Data excerpts
use capture::CaptureConfig;
use client::EndpointConfig;
use common::env_parse;
use std::env;
use std::time::Duration;

pub use common::Environment;

#[derive(Debug, Clone)]
pub struct SessionConfig {
    pub environment: Environment,
    pub endpoints: EndpointConfig,
    pub tick_interval: Duration,
    /// JPEG quality factor in `(0, 1]`.
    pub jpeg_quality: f32,
    pub capture: CaptureConfig,
    /// WebSocket publish address; no server when unset.
    pub ws_addr: Option<String>,
    pub channel_capacity: usize,
    /// Attempts at the primary `/health` before starting anyway.
    pub health_attempts: u32,
    pub otel_endpoint: Option<String>,
}

impl SessionConfig {
    pub fn from_env() -> anyhow::Result<Self> {
        let environment = Environment::from_env();

        let jpeg_quality = env_parse("JPEG_QUALITY", 0.8f32);
        if !(jpeg_quality > 0.0 && jpeg_quality <= 1.0) {
            anyhow::bail!("JPEG_QUALITY must be in (0, 1], got {}", jpeg_quality);
        }

        let tick_interval_ms = env_parse("TICK_INTERVAL_MS", 1000u64);
        if tick_interval_ms == 0 {
            anyhow::bail!("TICK_INTERVAL_MS must be positive");
        }

        Ok(Self {
            environment,
            endpoints: EndpointConfig::from_env()?,
            tick_interval: Duration::from_millis(tick_interval_ms),
            jpeg_quality,
            capture: CaptureConfig::from_env(),
            ws_addr: env::var("WS_ADDR").ok().filter(|a| !a.trim().is_empty()),
            channel_capacity: env_parse("SESSION_CHANNEL_CAPACITY", 16),
            health_attempts: env_parse("HEALTH_ATTEMPTS", 5),
            otel_endpoint: env::var("OTEL_EXPORTER_OTLP_ENDPOINT").ok(),
        })
    }
}

#[cfg(test)]
mod tests {
    use super::*;
    use serial_test::serial;

    fn clear() {
        for var in ["JPEG_QUALITY", "TICK_INTERVAL_MS", "WS_ADDR", "FALLBACK_URL"] {
            unsafe { env::remove_var(var) };
        }
    }

    #[test]
    #[serial]
    fn defaults() {
        clear();
        let config = SessionConfig::from_env().unwrap();
        assert_eq!(config.tick_interval, Duration::from_secs(1));
        assert_eq!(config.jpeg_quality, 0.8);
        assert_eq!(config.endpoints.len(), 1);
        assert!(config.ws_addr.is_none());
    }

    #[test]
    #[serial]
    fn rejects_out_of_range_quality() {
        clear();
        unsafe { env::set_var("JPEG_QUALITY", "1.5") };
        assert!(SessionConfig::from_env().is_err());
        clear();
    }

    #[test]
    #[serial]
    fn rejects_zero_interval() {
        clear();
        unsafe { env::set_var("TICK_INTERVAL_MS", "0") };
        assert!(SessionConfig::from_env().is_err());
        clear();
    }
}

DIRECTIONS: Could you write out every entry above exactly as it appears?

EXERCISE SOLUTION:
use capture::CaptureConfig;
use client::EndpointConfig;
use common::env_parse;
use std::env;
use std::time::Duration;

pub use common::Environment;

#[derive(Debug, Clone)]
pub struct SessionConfig {
    pub environment: Environment,
    pub endpoints: EndpointConfig,
    pub tick_interval: Duration,
    /// JPEG quality factor in `(0, 1]`.
    pub jpeg_quality: f32,
    pub capture: CaptureConfig,
    /// WebSocket publish address; no server when unset.
    pub ws_addr: Option<String>,
    pub channel_capacity: usize,
    /// Attempts at the primary `/health` before starting anyway.
    pub health_attempts: u32,
    pub otel_endpoint: Option<String>,
}

impl SessionConfig {
    pub fn from_env() -> anyhow::Result<Self> {
        let environment = Environment::from_env();

        let jpeg_quality = env_parse("JPEG_QUALITY", 0.8f32);
        if !(jpeg_quality > 0.0 && jpeg_quality <= 1.0) {
            anyhow::bail!("JPEG_QUALITY must be in (0, 1], got {}", jpeg_quality);
        }

        let tick_interval_ms = env_parse("TICK_INTERVAL_MS", 1000u64);
        if tick_interval_ms == 0 {
            anyhow::bail!("TICK_INTERVAL_MS must be positive");
        }

        Ok(Self {
            environment,
            endpoints: EndpointConfig::from_env()?,
            tick_interval: Duration::from_millis(tick_interval_ms),
            jpeg_quality,
            capture: CaptureConfig::from_env(),
            ws_addr: env::var("WS_ADDR").ok().filter(|a| !a.trim().is_empty()),
            channel_capacity: env_parse("SESSION_CHANNEL_CAPACITY", 16),
            health_attempts: env_parse("HEALTH_ATTEMPTS", 5),
            otel_endpoint: env::var("OTEL_EXPORTER_OTLP_ENDPOINT").ok(),
        })
    }
}

#[cfg(test)]
mod tests {
    use super::*;
    use serial_test::serial;

    fn clear() {
        for var in ["JPEG_QUALITY", "TICK_INTERVAL_MS", "WS_ADDR", "FALLBACK_URL"] {
            unsafe { env::remove_var(var) };
        }
    }

    #[test]
    #[serial]
    fn defaults() {
        clear();
        let config = SessionConfig::from_env().unwrap();
        assert_eq!(config.tick_interval, Duration::from_secs(1));
        assert_eq!(config.jpeg_quality, 0.8);
        assert_eq!(config.endpoints.len(), 1);
        assert!(config.ws_addr.is_none());
    }

    #[test]
    #[serial]
    fn rejects_out_of_range_quality() {
        clear();
        unsafe { env::set_var("JPEG_QUALITY", "1.5") };
        assert!(SessionConfig::from_env().is_err());
        clear();
    }

    #[test]
    #[serial]
    fn rejects_zero_interval() {
        clear();
        unsafe { env::set_var("TICK_INTERVAL_MS", "0") };
        assert!(SessionConfig::from_env().is_err());
        clear();
    }
}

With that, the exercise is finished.